* [WHAT THE TASK ASKS]
Go through the listing and copy each line that has the string "iter" in it.
** Opening TASK DATA block **
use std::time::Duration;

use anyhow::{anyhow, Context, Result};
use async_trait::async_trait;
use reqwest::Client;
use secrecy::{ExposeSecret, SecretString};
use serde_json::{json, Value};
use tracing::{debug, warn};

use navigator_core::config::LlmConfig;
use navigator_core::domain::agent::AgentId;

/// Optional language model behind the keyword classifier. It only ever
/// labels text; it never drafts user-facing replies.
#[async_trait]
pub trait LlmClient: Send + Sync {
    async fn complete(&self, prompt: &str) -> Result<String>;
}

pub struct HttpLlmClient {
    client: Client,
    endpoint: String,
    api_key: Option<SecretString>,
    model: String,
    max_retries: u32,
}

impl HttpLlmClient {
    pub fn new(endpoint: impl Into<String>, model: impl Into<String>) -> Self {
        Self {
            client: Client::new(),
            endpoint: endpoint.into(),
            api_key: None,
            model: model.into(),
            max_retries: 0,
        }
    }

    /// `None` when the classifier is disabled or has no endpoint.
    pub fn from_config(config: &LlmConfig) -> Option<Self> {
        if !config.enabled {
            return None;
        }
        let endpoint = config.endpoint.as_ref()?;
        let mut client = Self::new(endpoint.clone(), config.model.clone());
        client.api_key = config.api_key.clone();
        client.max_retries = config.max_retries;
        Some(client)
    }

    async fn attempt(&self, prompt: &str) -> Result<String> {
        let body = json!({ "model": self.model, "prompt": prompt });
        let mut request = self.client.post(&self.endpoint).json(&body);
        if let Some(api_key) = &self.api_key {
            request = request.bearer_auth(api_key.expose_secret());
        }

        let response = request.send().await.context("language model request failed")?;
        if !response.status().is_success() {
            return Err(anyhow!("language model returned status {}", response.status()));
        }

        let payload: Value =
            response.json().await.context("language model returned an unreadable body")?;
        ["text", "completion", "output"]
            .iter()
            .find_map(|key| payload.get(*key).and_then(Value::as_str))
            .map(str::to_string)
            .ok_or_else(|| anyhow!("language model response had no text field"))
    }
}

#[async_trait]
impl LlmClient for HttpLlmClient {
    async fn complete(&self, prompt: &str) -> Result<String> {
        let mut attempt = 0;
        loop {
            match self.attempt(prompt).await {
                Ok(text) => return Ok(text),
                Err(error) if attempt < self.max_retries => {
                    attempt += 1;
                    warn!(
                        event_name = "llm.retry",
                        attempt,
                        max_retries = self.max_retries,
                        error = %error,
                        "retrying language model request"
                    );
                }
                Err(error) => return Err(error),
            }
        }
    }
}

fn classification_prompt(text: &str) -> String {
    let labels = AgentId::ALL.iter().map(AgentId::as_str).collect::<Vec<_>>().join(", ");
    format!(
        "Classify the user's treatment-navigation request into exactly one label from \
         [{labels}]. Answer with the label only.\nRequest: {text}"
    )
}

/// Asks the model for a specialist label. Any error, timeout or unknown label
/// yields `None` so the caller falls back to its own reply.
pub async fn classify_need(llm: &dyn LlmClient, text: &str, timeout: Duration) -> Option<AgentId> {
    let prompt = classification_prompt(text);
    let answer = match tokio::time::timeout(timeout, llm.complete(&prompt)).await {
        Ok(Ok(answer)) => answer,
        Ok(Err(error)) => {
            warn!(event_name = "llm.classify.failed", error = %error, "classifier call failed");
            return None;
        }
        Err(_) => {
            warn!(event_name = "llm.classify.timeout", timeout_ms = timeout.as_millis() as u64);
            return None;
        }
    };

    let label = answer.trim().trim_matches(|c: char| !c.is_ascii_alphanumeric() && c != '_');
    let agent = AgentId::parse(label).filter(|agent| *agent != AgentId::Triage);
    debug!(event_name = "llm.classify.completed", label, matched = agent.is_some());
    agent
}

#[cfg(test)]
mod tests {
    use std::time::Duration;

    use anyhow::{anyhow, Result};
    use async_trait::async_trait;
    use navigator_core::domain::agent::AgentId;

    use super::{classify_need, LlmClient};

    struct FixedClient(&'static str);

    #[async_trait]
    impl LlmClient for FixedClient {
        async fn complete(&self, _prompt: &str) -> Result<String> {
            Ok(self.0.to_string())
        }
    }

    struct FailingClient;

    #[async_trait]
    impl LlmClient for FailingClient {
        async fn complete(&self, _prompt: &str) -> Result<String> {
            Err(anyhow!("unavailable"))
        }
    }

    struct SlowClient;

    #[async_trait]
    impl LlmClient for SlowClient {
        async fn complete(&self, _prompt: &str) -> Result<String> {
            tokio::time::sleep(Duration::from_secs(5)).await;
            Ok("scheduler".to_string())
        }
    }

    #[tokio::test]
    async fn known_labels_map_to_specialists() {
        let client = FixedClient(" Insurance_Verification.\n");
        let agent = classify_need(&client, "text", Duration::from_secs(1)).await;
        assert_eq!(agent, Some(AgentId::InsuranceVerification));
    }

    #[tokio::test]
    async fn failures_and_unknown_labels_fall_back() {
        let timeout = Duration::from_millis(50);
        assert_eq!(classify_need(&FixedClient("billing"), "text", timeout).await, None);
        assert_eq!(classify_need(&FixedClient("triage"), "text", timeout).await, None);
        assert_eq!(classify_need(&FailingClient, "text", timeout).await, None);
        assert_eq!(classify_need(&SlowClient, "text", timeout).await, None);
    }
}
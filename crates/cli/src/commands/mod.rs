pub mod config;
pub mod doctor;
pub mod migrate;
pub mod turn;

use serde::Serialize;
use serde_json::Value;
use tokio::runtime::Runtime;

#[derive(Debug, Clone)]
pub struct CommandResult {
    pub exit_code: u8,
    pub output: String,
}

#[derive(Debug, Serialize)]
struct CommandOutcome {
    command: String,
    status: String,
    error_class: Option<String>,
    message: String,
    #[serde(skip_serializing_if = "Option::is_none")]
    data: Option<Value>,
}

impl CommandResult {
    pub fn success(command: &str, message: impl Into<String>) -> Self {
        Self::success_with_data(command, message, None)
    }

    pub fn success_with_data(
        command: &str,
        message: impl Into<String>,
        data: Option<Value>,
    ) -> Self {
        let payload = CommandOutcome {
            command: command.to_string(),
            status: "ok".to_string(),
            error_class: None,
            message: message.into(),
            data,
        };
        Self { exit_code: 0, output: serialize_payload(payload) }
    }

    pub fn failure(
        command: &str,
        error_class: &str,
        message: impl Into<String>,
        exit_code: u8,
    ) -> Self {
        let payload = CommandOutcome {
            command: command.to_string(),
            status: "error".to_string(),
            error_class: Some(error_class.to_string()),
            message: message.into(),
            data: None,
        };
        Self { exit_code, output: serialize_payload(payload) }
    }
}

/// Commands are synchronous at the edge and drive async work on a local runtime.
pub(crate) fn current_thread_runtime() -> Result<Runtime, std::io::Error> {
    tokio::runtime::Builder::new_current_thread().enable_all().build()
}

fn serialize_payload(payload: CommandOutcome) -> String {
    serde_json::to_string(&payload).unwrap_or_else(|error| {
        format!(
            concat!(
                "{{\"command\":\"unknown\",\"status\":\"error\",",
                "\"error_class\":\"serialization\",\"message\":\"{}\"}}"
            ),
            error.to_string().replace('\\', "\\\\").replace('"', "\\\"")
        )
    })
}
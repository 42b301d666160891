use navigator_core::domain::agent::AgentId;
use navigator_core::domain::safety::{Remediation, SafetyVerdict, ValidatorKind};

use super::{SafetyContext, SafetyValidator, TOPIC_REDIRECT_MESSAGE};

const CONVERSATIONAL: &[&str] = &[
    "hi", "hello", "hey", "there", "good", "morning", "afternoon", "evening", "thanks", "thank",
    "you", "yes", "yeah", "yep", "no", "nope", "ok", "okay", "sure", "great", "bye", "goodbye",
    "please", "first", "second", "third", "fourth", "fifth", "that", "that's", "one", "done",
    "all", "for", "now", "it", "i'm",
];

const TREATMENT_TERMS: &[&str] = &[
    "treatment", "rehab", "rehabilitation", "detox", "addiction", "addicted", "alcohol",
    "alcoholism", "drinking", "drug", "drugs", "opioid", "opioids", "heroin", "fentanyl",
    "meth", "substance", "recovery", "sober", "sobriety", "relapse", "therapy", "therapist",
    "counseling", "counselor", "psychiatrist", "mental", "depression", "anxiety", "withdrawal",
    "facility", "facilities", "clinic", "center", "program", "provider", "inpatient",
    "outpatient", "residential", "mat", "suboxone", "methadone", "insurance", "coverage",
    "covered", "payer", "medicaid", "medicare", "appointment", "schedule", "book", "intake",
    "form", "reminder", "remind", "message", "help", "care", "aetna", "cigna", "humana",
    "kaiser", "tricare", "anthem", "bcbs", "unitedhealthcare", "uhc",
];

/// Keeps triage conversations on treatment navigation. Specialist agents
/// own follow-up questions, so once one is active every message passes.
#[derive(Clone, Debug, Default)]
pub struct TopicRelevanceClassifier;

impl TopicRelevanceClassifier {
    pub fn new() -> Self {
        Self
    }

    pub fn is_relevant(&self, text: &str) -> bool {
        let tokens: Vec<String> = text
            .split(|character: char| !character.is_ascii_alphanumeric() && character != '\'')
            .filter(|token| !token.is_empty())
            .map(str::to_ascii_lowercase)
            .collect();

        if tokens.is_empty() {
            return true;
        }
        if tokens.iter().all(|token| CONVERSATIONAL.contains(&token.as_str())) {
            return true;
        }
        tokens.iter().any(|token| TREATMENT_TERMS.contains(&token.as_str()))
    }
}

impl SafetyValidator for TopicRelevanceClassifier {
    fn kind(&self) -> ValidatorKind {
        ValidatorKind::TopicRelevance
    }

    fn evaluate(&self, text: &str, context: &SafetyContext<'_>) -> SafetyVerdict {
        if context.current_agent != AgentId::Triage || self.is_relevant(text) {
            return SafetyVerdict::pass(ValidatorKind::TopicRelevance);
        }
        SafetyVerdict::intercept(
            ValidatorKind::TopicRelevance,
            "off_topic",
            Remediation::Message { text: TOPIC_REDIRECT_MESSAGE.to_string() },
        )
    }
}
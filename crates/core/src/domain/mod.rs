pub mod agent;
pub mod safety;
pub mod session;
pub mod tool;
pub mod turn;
** Closing TASK DATA block **
* [ANSWER TO THIS TASK]
            .iter()
    let labels = AgentId::ALL.iter().map(AgentId::as_str).collect::<Vec<_>>().join(", ");
        if tokens.iter().all(|token| CONVERSATIONAL.contains(&token.as_str())) {
        tokens.iter().any(|token| TREATMENT_TERMS.contains(&token.as_str()))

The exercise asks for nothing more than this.